[Python-Dev] Store x Load x --> DupStore

Phillip J. Eby pje at telecommunity.com
Sun Feb 20 21:56:26 CET 2005


At 07:00 PM 2/20/05 +0000, Michael Hudson wrote:
>"Phillip J. Eby" <pje at telecommunity.com> writes:
>
> > At 08:17 AM 2/20/05 -0800, Guido van Rossum wrote:
> >>Where are the attempts to speed up function/method calls?

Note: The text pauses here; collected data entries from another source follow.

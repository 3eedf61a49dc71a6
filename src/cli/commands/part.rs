//! `velo part` command - Parts tracker

use clap::{Subcommand, ValueEnum};
use console::style;
use miette::Result;

use crate::cli::commands::utils::{display_ref, print_done, print_not_saved, print_structured, rule};
use crate::cli::helpers::{format_cost, format_date, style_part_status};
use crate::cli::table::{CellValue, ColumnDef, TableConfig, TableFormatter, TableRow};
use crate::cli::wizard::FormWizard;
use crate::cli::{GlobalOpts, OutputFormat, Session};
use crate::core::aggregate::{distinct_categories, part_totals};
use crate::core::entity::PartStatus;
use crate::core::filter::{filter, Choice, Criteria};
use crate::core::form::PartForm;
use crate::core::money::format_currency;
use crate::core::sort::{sort, PartSortKey, SortDirection};
use crate::entities::PartRow;

#[derive(Subcommand, Debug)]
pub enum PartCommands {
    /// List parts with filtering, sorting and totals
    List(ListArgs),

    /// Show a part's details
    Show(ShowArgs),

    /// Add a part to a project
    New(NewArgs),

    /// Edit a part (use --status to move it along)
    Edit(EditArgs),

    /// Delete a part
    Delete(DeleteArgs),
}

/// Columns to display in list output
#[derive(Debug, Clone, Copy, ValueEnum, PartialEq, Eq)]
pub enum ListColumn {
    Id,
    Name,
    Number,
    Project,
    Category,
    Status,
    Supplier,
    Cost,
    Ordered,
    Arrival,
}

impl ListColumn {
    fn key(self) -> &'static str {
        match self {
            ListColumn::Id => "id",
            ListColumn::Name => "name",
            ListColumn::Number => "number",
            ListColumn::Project => "project",
            ListColumn::Category => "category",
            ListColumn::Status => "status",
            ListColumn::Supplier => "supplier",
            ListColumn::Cost => "cost",
            ListColumn::Ordered => "ordered",
            ListColumn::Arrival => "arrival",
        }
    }
}

impl std::fmt::Display for ListColumn {
    fn fmt(&self, f: &mut std::fmt::Formatter<'_>) -> std::fmt::Result {
        f.write_str(self.key())
    }
}

const COLUMNS: &[ColumnDef] = &[
    ColumnDef::new("id", "ID", 30),
    ColumnDef::new("name", "NAME", 34),
    ColumnDef::new("number", "PART #", 14),
    ColumnDef::new("project", "PROJECT", 28),
    ColumnDef::new("category", "CATEGORY", 16),
    ColumnDef::new("status", "STATUS", 11),
    ColumnDef::new("supplier", "SUPPLIER", 22),
    ColumnDef::new("cost", "COST", 11),
    ColumnDef::new("ordered", "ORDERED", 12),
    ColumnDef::new("arrival", "ARRIVAL", 12),
];

#[derive(clap::Args, Debug)]
pub struct ListArgs {
    /// Search in name, description, part number, supplier and project title
    #[arg(long)]
    pub search: Option<String>,

    /// Filter by status (needed, ordered, received, installed, all)
    #[arg(long, short = 's')]
    pub status: Option<String>,

    /// Filter by category (exact match, or all)
    #[arg(long, short = 'c')]
    pub category: Option<String>,

    /// Only parts of this project (ID, PROJ@N or title fragment)
    #[arg(long, short = 'p')]
    pub project: Option<String>,

    /// Sort by field
    #[arg(long, default_value = "name")]
    pub sort: PartSortKey,

    /// Sort descending
    #[arg(long, short = 'r')]
    pub desc: bool,

    /// Columns to display (can specify multiple)
    #[arg(long, value_delimiter = ',', default_values_t = vec![
        ListColumn::Name,
        ListColumn::Project,
        ListColumn::Category,
        ListColumn::Status,
        ListColumn::Supplier,
        ListColumn::Cost,
    ])]
    pub columns: Vec<ListColumn>,

    /// Limit number of results
    #[arg(long, short = 'n')]
    pub limit: Option<usize>,

    /// Wrap text in columns (mobile-friendly output with specified width)
    #[arg(long, short = 'w')]
    pub wrap: Option<usize>,

    /// Show only count
    #[arg(long)]
    pub count: bool,
}

#[derive(clap::Args, Debug)]
pub struct ShowArgs {
    /// Part ID, short ID (PART@N) or name fragment
    pub reference: String,
}

/// Part fields settable from flags
#[derive(clap::Args, Debug, Default)]
pub struct PartFields {
    /// Part name
    #[arg(long)]
    pub name: Option<String>,

    /// Manufacturer part number
    #[arg(long)]
    pub number: Option<String>,

    #[arg(long, short = 'd')]
    pub description: Option<String>,

    /// Category (e.g. Drivetrain, Braking)
    #[arg(long, short = 'c')]
    pub category: Option<String>,

    /// Status (needed, ordered, received, installed)
    #[arg(long, short = 's')]
    pub status: Option<PartStatus>,

    /// Supplier name
    #[arg(long)]
    pub supplier: Option<String>,

    /// Cost, e.g. "$24.99"
    #[arg(long)]
    pub cost: Option<String>,

    /// Order date (YYYY-MM-DD)
    #[arg(long)]
    pub ordered: Option<String>,

    /// Projected arrival (YYYY-MM-DD)
    #[arg(long)]
    pub arrival: Option<String>,

    /// Received date (YYYY-MM-DD)
    #[arg(long)]
    pub received: Option<String>,

    /// Installed date (YYYY-MM-DD)
    #[arg(long)]
    pub installed: Option<String>,

    #[arg(long)]
    pub notes: Option<String>,
}

impl PartFields {
    fn apply(&self, form: &mut PartForm) {
        let set = |target: &mut String, value: &Option<String>| {
            if let Some(value) = value {
                *target = value.clone();
            }
        };
        set(&mut form.name, &self.name);
        set(&mut form.part_number, &self.number);
        set(&mut form.description, &self.description);
        set(&mut form.category, &self.category);
        set(&mut form.supplier, &self.supplier);
        set(&mut form.cost, &self.cost);
        set(&mut form.order_date, &self.ordered);
        set(&mut form.projected_arrival, &self.arrival);
        set(&mut form.received_date, &self.received);
        set(&mut form.installed_date, &self.installed);
        set(&mut form.notes, &self.notes);
        if let Some(status) = self.status {
            form.status = status;
        }
    }
}

#[derive(clap::Args, Debug)]
pub struct NewArgs {
    /// Owning project (ID, PROJ@N or title fragment)
    #[arg(long, short = 'p')]
    pub project: String,

    #[command(flatten)]
    pub fields: PartFields,

    /// Interactive mode (prompt for fields)
    #[arg(long, short = 'i')]
    pub interactive: bool,
}

#[derive(clap::Args, Debug)]
pub struct EditArgs {
    /// Part ID, short ID (PART@N) or name fragment
    pub reference: String,

    #[command(flatten)]
    pub fields: PartFields,

    /// Interactive mode (prompt for fields)
    #[arg(long, short = 'i')]
    pub interactive: bool,
}

#[derive(clap::Args, Debug)]
pub struct DeleteArgs {
    /// Part ID, short ID (PART@N) or name fragment
    pub reference: String,
}

/// Run a part subcommand
pub fn run(cmd: PartCommands, global: &GlobalOpts) -> Result<()> {
    let session = Session::open(global)?;
    match cmd {
        PartCommands::List(args) => run_list(args, &session),
        PartCommands::Show(args) => run_show(args, &session),
        PartCommands::New(args) => run_new(args, &session),
        PartCommands::Edit(args) => run_edit(args, &session),
        PartCommands::Delete(args) => run_delete(args, &session),
    }
}

fn run_list(args: ListArgs, session: &Session) -> Result<()> {
    let catalog = &session.catalog;

    // The project scope bounds both the listing and its totals
    let scope: Vec<PartRow> = match args.project.as_deref() {
        Some(reference) => {
            let project = catalog.find_project(reference)?;
            catalog
                .part_rows()
                .into_iter()
                .filter(|row| row.part.project_id == project.id)
                .collect()
        }
        None => catalog.part_rows(),
    };

    let criteria = Criteria {
        text: args.search.clone(),
        status: Choice::lenient(args.status.as_deref()),
        category: Choice::lenient(args.category.as_deref()),
    };
    let direction = if args.desc { SortDirection::Desc } else { SortDirection::Asc };

    let mut rows = sort(&filter(&scope, &criteria), args.sort, direction);
    if let Some(limit) = args.limit {
        rows.truncate(limit);
    }

    if args.count {
        println!("{}", rows.len());
        return Ok(());
    }

    let format = session.format_or(OutputFormat::Tsv);
    if print_structured(&rows, format)? {
        return Ok(());
    }

    if rows.is_empty() {
        println!("No parts found.");
    } else {
        let refs = catalog.part_refs();
        let currency = session.currency();
        let table_rows: Vec<TableRow> = rows
            .iter()
            .map(|row| {
                let part = &row.part;
                TableRow::new(part.id.to_string(), &refs)
                    .cell("id", CellValue::Id(part.id.to_string()))
                    .cell("name", CellValue::Text(part.name.clone()))
                    .cell("number", CellValue::Text(part.part_number.clone()))
                    .cell("project", CellValue::Text(row.project_title.clone()))
                    .cell("category", CellValue::Category(part.category.clone()))
                    .cell("status", CellValue::PartStatus(part.status))
                    .cell("supplier", CellValue::Text(part.supplier.clone()))
                    .cell("cost", CellValue::Money(format_cost(&part.cost, currency)))
                    .cell("ordered", CellValue::Date(part.order_date))
                    .cell("arrival", CellValue::Date(part.expected_arrival()))
            })
            .collect();

        let visible: Vec<&str> = args.columns.iter().map(|c| c.key()).collect();
        TableFormatter::new(COLUMNS, "part", "PART")
            .with_config(TableConfig::for_list(args.wrap, session.quiet))
            .output(&table_rows, format, &visible);
    }

    if format == OutputFormat::Tsv && !session.quiet {
        let totals = part_totals(&scope);
        println!(
            "{} {} part(s) · {} total value · {} on order · {} installed",
            style("Totals:").dim(),
            totals.count,
            style(format_currency(totals.total_value, session.currency())).green(),
            totals.on_order,
            totals.installed
        );
        let categories = distinct_categories(&scope);
        if !categories.is_empty() {
            println!("{} {}", style("Categories:").dim(), categories.join(", "));
        }
    }
    Ok(())
}

fn run_show(args: ShowArgs, session: &Session) -> Result<()> {
    let catalog = &session.catalog;
    let part = catalog.find_part(&args.reference)?;
    let row = PartRow {
        part: part.clone(),
        project_title: catalog.project_title(&part.project_id).to_string(),
    };

    let format = session.format_or(OutputFormat::Auto);
    if print_structured(&row, format)? {
        return Ok(());
    }
    match format {
        OutputFormat::Id => println!("{}", part.id),
        OutputFormat::ShortId => println!("{}", display_ref(&catalog.part_refs(), &part.id)),
        _ => {
            let currency = session.currency();
            println!("{}", rule());
            println!(
                "{}: {}",
                style(display_ref(&catalog.part_refs(), &part.id)).cyan(),
                style(&part.name).bold()
            );
            println!(
                "{}: {} ({})",
                style("Project").bold(),
                row.project_title,
                style(display_ref(&catalog.project_refs(), &part.project_id)).dim()
            );
            println!("{}: {}", style("Status").bold(), style_part_status(part.status));
            if let Some(ref category) = part.category {
                println!("{}: {}", style("Category").bold(), category);
            }
            if !part.part_number.is_empty() {
                println!("{}: {}", style("Part number").bold(), part.part_number);
            }
            println!("{}", rule());

            if !part.description.is_empty() {
                println!();
                println!("{}", part.description);
                println!();
            }

            let supplier = if part.supplier.is_empty() { "-" } else { part.supplier.as_str() };
            let cost = format_cost(&part.cost, currency);
            println!("{}: {}", style("Supplier").bold(), supplier);
            println!(
                "{}: {}",
                style("Cost").bold(),
                if cost.is_empty() { "-".to_string() } else { cost }
            );
            println!(
                "{}: {}  {}: {}",
                style("Ordered").bold(),
                format_date(part.order_date),
                style("Expected").bold(),
                format_date(part.expected_arrival())
            );
            println!(
                "{}: {}  {}: {}",
                style("Received").bold(),
                format_date(part.received_date),
                style("Installed").bold(),
                format_date(part.installed_date)
            );

            if !part.notes.is_empty() {
                println!();
                println!("{}", style("Notes:").bold());
                println!("{}", part.notes);
            }
            println!("{}", rule());
        }
    }
    Ok(())
}

fn run_new(args: NewArgs, session: &Session) -> Result<()> {
    let project = session.catalog.find_project(&args.project)?;

    let mut form = PartForm::default();
    args.fields.apply(&mut form);
    if args.interactive {
        form = FormWizard::new().part(form)?;
    }

    let part = form.submit(project.id.clone())?;
    let catalog = session.catalog.with_part(part.clone());

    let format = session.format_or(OutputFormat::Auto);
    if print_structured(&part, format)? {
        return Ok(());
    }
    match format {
        OutputFormat::Id => println!("{}", part.id),
        OutputFormat::ShortId => println!("{}", display_ref(&catalog.part_refs(), &part.id)),
        _ => {
            print_done("Created", "part", &display_ref(&catalog.part_refs(), &part.id), &part.name);
            println!(
                "   {} for {} · {} part(s) on this project",
                style_part_status(part.status),
                project.title,
                catalog.parts_for(&project.id).len()
            );
            print_not_saved(session.quiet);
        }
    }
    Ok(())
}

fn run_edit(args: EditArgs, session: &Session) -> Result<()> {
    let existing = session.catalog.find_part(&args.reference)?;
    let mut form = PartForm::from_part(existing);
    args.fields.apply(&mut form);
    if args.interactive {
        form = FormWizard::new().part(form)?;
    }

    let updated = form.submit_edit(existing)?;
    let catalog = session.catalog.replacing_part(updated)?;
    let part = catalog.part(&existing.id)?;

    let format = session.format_or(OutputFormat::Auto);
    if print_structured(part, format)? {
        return Ok(());
    }
    print_done("Updated", "part", &display_ref(&catalog.part_refs(), &part.id), &part.name);
    if existing.status != part.status {
        println!(
            "   {} → {}",
            style_part_status(existing.status),
            style_part_status(part.status)
        );
    }
    print_not_saved(session.quiet);
    Ok(())
}

fn run_delete(args: DeleteArgs, session: &Session) -> Result<()> {
    let part = session.catalog.find_part(&args.reference)?;
    let reference = display_ref(&session.catalog.part_refs(), &part.id);
    let catalog = session.catalog.without_part(&part.id)?;

    print_done("Deleted", "part", &reference, &part.name);
    println!("   {} part(s) remain", catalog.parts.len());
    print_not_saved(session.quiet);
    Ok(())
}
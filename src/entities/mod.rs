//! Entity type definitions
//!
//! Velo tracks the following entity types:
//!
//! - [`Project`] - A bicycle restoration with status, dates and costs
//! - [`Part`] - A component needed, ordered, received or installed for a project
//! - [`SubProject`] - A phase of work within a project with hour estimates
//! - [`Photo`] - A project gallery image or an inspiration image

pub mod part;
pub mod photo;
pub mod project;
pub mod sub_project;

pub use part::{Part, PartRow};
pub use photo::Photo;
pub use project::Project;
pub use sub_project::SubProject;
//! Source-located diagnostics for YAML catalog files

use miette::{Diagnostic, NamedSource, SourceSpan};
use thiserror::Error;

/// YAML syntax or shape error pointing into the offending file
#[derive(Debug, Error, Diagnostic)]
#[error("Invalid catalog YAML: {message}")]
#[diagnostic(code(velo::yaml::syntax))]
pub struct YamlSyntaxError {
    #[source_code]
    src: NamedSource<String>,

    #[label("here")]
    span: SourceSpan,

    #[help]
    help: Option<String>,

    message: String,
}

impl YamlSyntaxError {
    /// Build from a serde_yml error, locating it in `source`
    pub fn from_serde_error(err: &serde_yml::Error, source: &str, filename: &str) -> Self {
        let (line, column) = err
            .location()
            .map(|loc| (loc.line(), loc.column()))
            .unwrap_or((1, 1));

        let offset = line_col_to_offset(source, line, column);
        let message = err.to_string();
        let help = suggest_fix(&message);

        Self {
            src: NamedSource::new(filename, source.to_string()),
            span: SourceSpan::from(offset..offset.saturating_add(1)),
            help,
            message,
        }
    }

    pub fn message(&self) -> &str {
        &self.message
    }
}

/// Errors raised while reading a YAML file
#[derive(Debug, Error, Diagnostic)]
pub enum YamlError {
    #[error(transparent)]
    #[diagnostic(transparent)]
    Syntax(#[from] YamlSyntaxError),

    #[error("Cannot read {path}: {source}")]
    #[diagnostic(code(velo::yaml::io))]
    Io {
        path: String,
        #[source]
        source: std::io::Error,
    },
}

/// Byte offset of a 1-based line/column position, clamped to the source
fn line_col_to_offset(source: &str, line: usize, column: usize) -> usize {
    let line_start = if line <= 1 {
        Some(0)
    } else {
        source
            .match_indices('\n')
            .nth(line - 2)
            .map(|(i, _)| i + 1)
    };

    let Some(start) = line_start else {
        return source.len().saturating_sub(1);
    };

    let line_text = source[start..].split('\n').next().unwrap_or("");
    let within = line_text
        .char_indices()
        .nth(column.saturating_sub(1))
        .map_or(line_text.len(), |(i, _)| i);
    (start + within).min(source.len().saturating_sub(1))
}

fn suggest_fix(message: &str) -> Option<String> {
    let msg = message.to_lowercase();

    if msg.contains("tab") {
        return Some("Indent with spaces, not tabs.".to_string());
    }
    if msg.contains("duplicate") {
        return Some("Each key may appear once per record.".to_string());
    }
    if msg.contains("missing field") {
        return Some(
            "Projects need id, title, start_date and target_date; parts need id, project_id and name."
                .to_string(),
        );
    }
    if msg.contains("input contains invalid characters") || msg.contains("premature end") {
        return Some("Dates are written YYYY-MM-DD, e.g. 2024-03-15.".to_string());
    }
    if msg.contains("unknown variant") {
        return Some(
            "Project statuses: not-started, in-progress, completed, on-hold. \
             Part statuses: needed, ordered, received, installed."
                .to_string(),
        );
    }
    if msg.contains("mapping values are not allowed") {
        return Some("Quote values that contain ': '.".to_string());
    }

    None
}

#[cfg(test)]
mod tests {
    use super::*;

    #[test]
    fn test_line_col_to_offset() {
        let source = "line1\nline2\nline3";
        assert_eq!(line_col_to_offset(source, 1, 1), 0);
        assert_eq!(line_col_to_offset(source, 2, 1), 6);
        assert_eq!(line_col_to_offset(source, 3, 3), 14);
    }

    #[test]
    fn test_offset_clamped_past_end() {
        let source = "a: 1\n";
        assert!(line_col_to_offset(source, 9, 1) < source.len());
    }

    #[test]
    fn test_suggestions() {
        assert!(suggest_fix("unknown variant `done`").is_some());
        assert!(suggest_fix("missing field `title`").is_some());
        assert!(suggest_fix("something else").is_none());
    }
}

That's an
> >>area where we could *really* use a breakthrough...
> >
> > Amen!
> >
> > So what happened to Armin's pre-allocated frame patch?  Did that get 
> into 2.4?
>
>No, because it slows down recursive function calls, or functions that
>happen to be called at the same time in different threads.  Fixing
>*that* would require things like code specific frame free-lists and
>that's getting a bit convoluted and might waste quite a lot of memory.

Ah.  I thought it was just going to fall back to the normal case if the 
pre-allocated frame wasn't available (i.e., didn't have a refcount of 1).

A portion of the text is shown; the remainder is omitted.